Provided material -

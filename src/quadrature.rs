//! Quadrature rules on the reference triangle and the reference interval.
//!
//! The reference triangle is the one with corners (-1, -1), (1, -1), (-1, 1), so the weights of
//! every triangle rule sum to its area, 2. The reference interval is [-1, 1].
use nalgebra::{Point1, Point2};
use thiserror::Error;

pub type QuadraturePair1d = (Vec<f64>, Vec<Point1<f64>>);
pub type QuadraturePair2d = (Vec<f64>, Vec<Point2<f64>>);

#[derive(Debug, Clone, PartialEq, Eq, Error)]
pub enum QuadratureError {
    #[error("no triangle quadrature rule of strength {0} is available")]
    UnsupportedTriangleStrength(usize),
    #[error("no Gauss-Legendre rule with {0} points is available")]
    UnsupportedGaussPoints(usize),
}

/// Builds a triangle rule from barycentric points and weights normalized to sum to one.
fn from_barycentric(barycentric: &[([f64; 3], f64)]) -> QuadraturePair2d {
    barycentric
        .iter()
        .map(|&([_, l1, l2], w)| (2.0 * w, Point2::new(2.0 * l1 - 1.0, 2.0 * l2 - 1.0)))
        .unzip()
}

/// Expands `(a, b, b)` into its three distinct permutations.
fn permutations_abb(a: f64, b: f64, w: f64) -> [([f64; 3], f64); 3] {
    [([a, b, b], w), ([b, a, b], w), ([b, b, a], w)]
}

/// One-point centroid rule, exact for polynomials of degree 1.
pub fn tri_quadrature_strength_1() -> QuadraturePair2d {
    from_barycentric(&[([1.0 / 3.0, 1.0 / 3.0, 1.0 / 3.0], 1.0)])
}

/// Three-point interior rule, exact for polynomials of degree 2.
pub fn tri_quadrature_strength_2() -> QuadraturePair2d {
    from_barycentric(&permutations_abb(2.0 / 3.0, 1.0 / 6.0, 1.0 / 3.0))
}

/// The seven-point Dunavant rule, exact for polynomials of degree 5.
pub fn tri_quadrature_strength_5() -> QuadraturePair2d {
    let mut barycentric = vec![([1.0 / 3.0, 1.0 / 3.0, 1.0 / 3.0], 0.225)];
    barycentric.extend(permutations_abb(0.059715871789770, 0.470142064105115, 0.132394152788506));
    barycentric.extend(permutations_abb(0.797426985353087, 0.101286507323456, 0.125939180544827));
    from_barycentric(&barycentric)
}

/// Returns the cheapest available triangle rule that integrates polynomials of the given
/// total degree exactly.
pub fn triangle(strength: usize) -> Result<QuadraturePair2d, QuadratureError> {
    match strength {
        0 | 1 => Ok(tri_quadrature_strength_1()),
        2 => Ok(tri_quadrature_strength_2()),
        3..=5 => Ok(tri_quadrature_strength_5()),
        _ => Err(QuadratureError::UnsupportedTriangleStrength(strength)),
    }
}

/// Two-point Gauss-Legendre rule, exact for polynomials of degree 3.
pub fn segment_quadrature_strength_3() -> QuadraturePair1d {
    let p = 1.0 / 3.0f64.sqrt();
    (vec![1.0, 1.0], vec![Point1::new(-p), Point1::new(p)])
}

/// Gauss-Legendre quadrature on [-1, 1] with the given number of points.
pub fn gauss(num_points: usize) -> Result<QuadraturePair1d, QuadratureError> {
    let (weights, points): (Vec<f64>, Vec<f64>) = match num_points {
        1 => (vec![2.0], vec![0.0]),
        2 => return Ok(segment_quadrature_strength_3()),
        3 => {
            let p = (3.0f64 / 5.0).sqrt();
            (vec![5.0 / 9.0, 8.0 / 9.0, 5.0 / 9.0], vec![-p, 0.0, p])
        }
        4 => {
            let (p_inner, w_inner) = (0.3399810435848563, 0.6521451548625461);
            let (p_outer, w_outer) = (0.8611363115940526, 0.3478548451374538);
            (
                vec![w_outer, w_inner, w_inner, w_outer],
                vec![-p_outer, -p_inner, p_inner, p_outer],
            )
        }
        _ => return Err(QuadratureError::UnsupportedGaussPoints(num_points)),
    };
    Ok((weights, points.into_iter().map(Point1::new).collect()))
}

/// Approximates the integral of `f` over the reference triangle.
pub fn integrate_2d(quadrature: &QuadraturePair2d, f: impl Fn(&Point2<f64>) -> f64) -> f64 {
    let (weights, points) = quadrature;
    weights.iter().zip(points).map(|(w, p)| w * f(p)).sum()
}

/// Approximates the integral of `f` over the reference interval.
pub fn integrate_1d(quadrature: &QuadraturePair1d, f: impl Fn(&Point1<f64>) -> f64) -> f64 {
    let (weights, points) = quadrature;
    weights.iter().zip(points).map(|(w, p)| w * f(p)).sum()
}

About this exercise - Return word for word the lines above from the line with "of degree 2." to the line with "of degree 5.", including both and leaving out all others.

Response area -
/// Three-point interior rule, exact for polynomials of degree 2.
pub fn tri_quadrature_strength_2() -> QuadraturePair2d {
    from_barycentric(&permutations_abb(2.0 / 3.0, 1.0 / 6.0, 1.0 / 3.0))
}

/// The seven-point Dunavant rule, exact for polynomials of degree 5.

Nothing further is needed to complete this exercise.